Yo inicié mis estudios en la Universidad Marítima de Dalian, Liaoning, provincia del noreste, empezando con cursos de mandarín, necesarios para proseguir con el desarrollo de mi carrera en ingeniería en transporte, con énfasis en administración de puertos. Actualmente estoy a la espera de recibir mi título en maestría en logística multimodal.

Como yo, cientos de panameños estudian en China, becados y por cuenta propia; inspirados por las ansias de superación (como un navegante en busca nuevos retos) y de nutrirse de una alta educación basada en el confucionismo dentro de los canales de las enseñanzas del arte de la guerra, que sin duda nos prepara para aportar al crecimiento laboral y socioeconómico de nuestro país, apoyados en conocimientos inculcados con un enfoque distinto a otros destinos académicos; conectados con un país en pleno auge económico, dispuestos a mantener los lazos históricos entre los pueblos chino y panameño.

Destacamos que desde el año 2006, cuando se inició este programa unilateral de cooperación del Ministerio de Educación de China, más de 40 panameños hemos sido beneficiados con becas.
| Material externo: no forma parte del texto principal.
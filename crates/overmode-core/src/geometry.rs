//! Structure geometry lookup.
//!
//! Each structural region of the loaded photonic project is reduced to an
//! axis-aligned [`Extent2`] for the outline overlay. Two query strategies
//! are tried in order:
//!
//! 1. direct `x min` / `x max` / `z min` / `z max` properties;
//! 2. centre plus span (`x`, `x span`, `z`, `z span`), converted to
//!    min/max.
//!
//! Unlike a silent try-and-ignore lookup, the outcome distinguishes a
//! structure that is absent from the project ([`ShapeLookupError::NotFound`])
//! from one that exists but exposes neither property schema
//! ([`ShapeLookupError::Malformed`]). Either way the caller omits the
//! structure from the map and the run continues.

use crate::session::{SessionError, SolverSession};
use crate::types::{Extent2, ShapeMap};
use thiserror::Error;

/// Why a structure's extent could not be determined.
#[derive(Debug, Error)]
pub enum ShapeLookupError {
    #[error("structure '{0}' is not present in the loaded project")]
    NotFound(String),

    #[error("structure '{name}' exposes neither extent nor span properties: {reason}")]
    Malformed { name: String, reason: String },
}

/// Imported layers are registered by the engine under a scoped name.
fn imported_name(name: &str) -> String {
    format!("import::{name}")
}

/// Look up the extent of one named structure.
pub fn shape_extent(
    session: &mut dyn SolverSession,
    name: &str,
) -> Result<Extent2, ShapeLookupError> {
    match session.select(name) {
        Ok(()) => {}
        Err(SessionError::ObjectNotFound(_)) => {
            return Err(ShapeLookupError::NotFound(name.to_string()))
        }
        Err(e) => {
            return Err(ShapeLookupError::Malformed {
                name: name.to_string(),
                reason: e.to_string(),
            })
        }
    }

    match direct_extent(session) {
        Ok(extent) => return Ok(extent),
        Err(SessionError::PropertyMissing { .. }) => {}
        Err(e) => {
            return Err(ShapeLookupError::Malformed {
                name: name.to_string(),
                reason: e.to_string(),
            })
        }
    }

    centre_span_extent(session).map_err(|e| ShapeLookupError::Malformed {
        name: name.to_string(),
        reason: e.to_string(),
    })
}

fn direct_extent(session: &mut dyn SolverSession) -> Result<Extent2, SessionError> {
    Ok(Extent2::new(
        session.get_number("x min")?,
        session.get_number("x max")?,
        session.get_number("z min")?,
        session.get_number("z max")?,
    ))
}

fn centre_span_extent(session: &mut dyn SolverSession) -> Result<Extent2, SessionError> {
    Ok(Extent2::from_centre_span(
        session.get_number("x")?,
        session.get_number("x span")?,
        session.get_number("z")?,
        session.get_number("z span")?,
    ))
}

/// Build the shape map for the outline overlay.
///
/// Every structure in `names` is looked up; the imported ferroelectric
/// layer is additionally retried under its engine-scoped import name.
/// Unresolvable structures are logged and omitted.
pub fn collect_shapes(
    session: &mut dyn SolverSession,
    names: &[String],
    ferroelectric: Option<&str>,
) -> ShapeMap {
    let mut shapes = ShapeMap::new();

    for name in names {
        match shape_extent(session, name) {
            Ok(extent) => {
                shapes.insert(name.clone(), extent);
            }
            Err(e) => log::warn!("omitting structure from overlay: {e}"),
        }
    }

    if let Some(name) = ferroelectric {
        let looked_up = shape_extent(session, name).or_else(|first| match first {
            ShapeLookupError::NotFound(_) => shape_extent(session, &imported_name(name)),
            malformed => Err(malformed),
        });
        match looked_up {
            Ok(extent) => {
                shapes.insert(name.to_string(), extent);
            }
            Err(e) => log::warn!("omitting ferroelectric layer from overlay: {e}"),
        }
    }

    shapes
}

/// The viewport both figures share: the intersection of the two
/// datasets' bounds, or `None` when they do not overlap.
pub fn common_viewport(a: &Extent2, b: &Extent2) -> Option<Extent2> {
    let candidate = a.intersection(b);
    if candidate.is_empty() {
        None
    } else {
        Some(candidate)
    }
}

#[cfg(test)]
mod tests {
    use super::*;
    use crate::session::{AnalysisValue, SessionError, SolverKind, SolverSession};
    use crate::types::{ModeFieldTensor, RawVectorField, RegularGrid, TriangularMesh};
    use ndarray::{Array1, Array2};
    use std::collections::BTreeMap;
    use std::path::Path;

    /// A property-table-only session for geometry tests.
    struct PropertySession {
        objects: BTreeMap<String, BTreeMap<String, f64>>,
        selected: Option<String>,
    }

    impl PropertySession {
        fn new() -> Self {
            Self { objects: BTreeMap::new(), selected: None }
        }

        fn with_object(mut self, name: &str, props: &[(&str, f64)]) -> Self {
            let table = props.iter().map(|(k, v)| (k.to_string(), *v)).collect();
            self.objects.insert(name.to_string(), table);
            self
        }
    }

    impl SolverSession for PropertySession {
        fn kind(&self) -> SolverKind {
            SolverKind::Mode
        }

        fn load_project(&mut self, _path: &Path) -> Result<(), SessionError> {
            Ok(())
        }

        fn run(&mut self) -> Result<(), SessionError> {
            Ok(())
        }

        fn set_analysis(&mut self, _key: &str, _value: AnalysisValue) -> Result<(), SessionError> {
            Ok(())
        }

        fn vector_result(
            &mut self,
            result: &str,
            _attribute: &str,
        ) -> Result<RawVectorField, SessionError> {
            Err(SessionError::ResultMissing(result.to_string()))
        }

        fn result_mesh(&mut self, result: &str) -> Result<TriangularMesh, SessionError> {
            Err(SessionError::ResultMissing(result.to_string()))
        }

        fn interpolate_to_grid(
            &self,
            _values: &Array1<f64>,
            _mesh: &TriangularMesh,
            _grid: &RegularGrid,
        ) -> Result<Array2<f64>, SessionError> {
            Err(SessionError::Backend("not supported".into()))
        }

        fn select(&mut self, object: &str) -> Result<(), SessionError> {
            if self.objects.contains_key(object) {
                self.selected = Some(object.to_string());
                Ok(())
            } else {
                Err(SessionError::ObjectNotFound(object.to_string()))
            }
        }

        fn get_number(&mut self, property: &str) -> Result<f64, SessionError> {
            let object = self.selected.clone().ok_or(SessionError::NoProject)?;
            self.objects
                .get(&object)
                .and_then(|t| t.get(property))
                .copied()
                .ok_or(SessionError::PropertyMissing {
                    object,
                    property: property.to_string(),
                })
        }

        fn mode_field(&mut self, mode_index: usize) -> Result<ModeFieldTensor, SessionError> {
            Err(SessionError::ResultMissing(format!("mode {mode_index}")))
        }
    }

    #[test]
    fn direct_extent_properties_win() {
        let mut s = PropertySession::new().with_object(
            "ridge",
            &[("x min", -0.5), ("x max", 0.5), ("z min", 0.0), ("z max", 0.22)],
        );
        let e = shape_extent(&mut s, "ridge").unwrap();
        assert_eq!(e, Extent2::new(-0.5, 0.5, 0.0, 0.22));
    }

    #[test]
    fn centre_span_fallback_converts_to_min_max() {
        let mut s = PropertySession::new().with_object(
            "slab",
            &[("x", -1.0), ("x span", 4.0), ("z", 0.1), ("z span", 0.2)],
        );
        let e = shape_extent(&mut s, "slab").unwrap();
        assert_eq!(e, Extent2::new(-3.0, 1.0, 0.0, 0.2));
    }

    #[test]
    fn missing_structure_is_not_found() {
        let mut s = PropertySession::new();
        assert!(matches!(
            shape_extent(&mut s, "ghost"),
            Err(ShapeLookupError::NotFound(_))
        ));
    }

    #[test]
    fn structure_with_neither_schema_is_malformed() {
        let mut s = PropertySession::new().with_object("odd", &[("index", 2.2)]);
        assert!(matches!(
            shape_extent(&mut s, "odd"),
            Err(ShapeLookupError::Malformed { .. })
        ));
    }

    #[test]
    fn collect_shapes_omits_failures_and_keeps_the_rest() {
        let mut s = PropertySession::new()
            .with_object(
                "ridge",
                &[("x min", -0.5), ("x max", 0.5), ("z min", 0.0), ("z max", 0.22)],
            )
            .with_object("odd", &[("index", 2.2)]);
        let names = vec!["ridge".to_string(), "odd".to_string(), "ghost".to_string()];
        let shapes = collect_shapes(&mut s, &names, None);
        assert_eq!(shapes.len(), 1);
        assert!(shapes.contains_key("ridge"));
    }

    #[test]
    fn ferroelectric_layer_resolves_under_import_scope() {
        let mut s = PropertySession::new().with_object(
            "import::bto_film",
            &[("x", 0.0), ("x span", 6.0), ("z", 0.1), ("z span", 0.2)],
        );
        let shapes = collect_shapes(&mut s, &[], Some("bto_film"));
        assert_eq!(
            shapes.get("bto_film"),
            Some(&Extent2::new(-3.0, 3.0, 0.0, 0.2))
        );
    }

    #[test]
    fn common_viewport_is_none_without_overlap() {
        let a = Extent2::new(0.0, 1.0, 0.0, 1.0);
        let b = Extent2::new(5.0, 6.0, 0.0, 1.0);
        assert!(common_viewport(&a, &b).is_none());
        let c = Extent2::new(0.5, 2.0, 0.25, 2.0);
        assert_eq!(
            common_viewport(&a, &c),
            Some(Extent2::new(0.5, 1.0, 0.25, 1.0))
        );
    }
}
A raíz de esta ausencia diplomática de nuestro país en China, aunque existe una Oficina Comercial desde 1997, los estudiantes panameños hemos realizado jornadas heroicas para integrarnos y estar comunicados.

La ausencia de un agregado cultural que pudiera ayudarnos, motivó la creación de la Asociación de Padres de Becarios en China y la Asociación de Profesionales Egresados de Universidades Chinas, dos asociaciones fundadas para promover y fomentar los estudios universitarios en esa compleja sociedad, incluso alentar el estudio del mandarín y carreras estratégicas en el desarrollo de nuestro país.

Nuestro objetivo supremo, como asociación, es lograr que los panameños egresados de universidades chinas, incluyendo a Macao, Hong Kong y Taiwan a nuestro retorno a Panamá asumamos cabalmente los retos de la época actual y participemos activamente en el desarrollo económico y social de nuestro país.

Queda por agregar que China sigue siendo una opción real para el panameño que se atreve a emprender retos, con la retribución de la satisfacción a largo plazo. Más que un destino, China es una experiencia que cambia vidas. Así que suelta amarras, navega lejos de puertos seguros, zarpa a coger los vientos alisios, explora, no te detengas y hazlo realidad.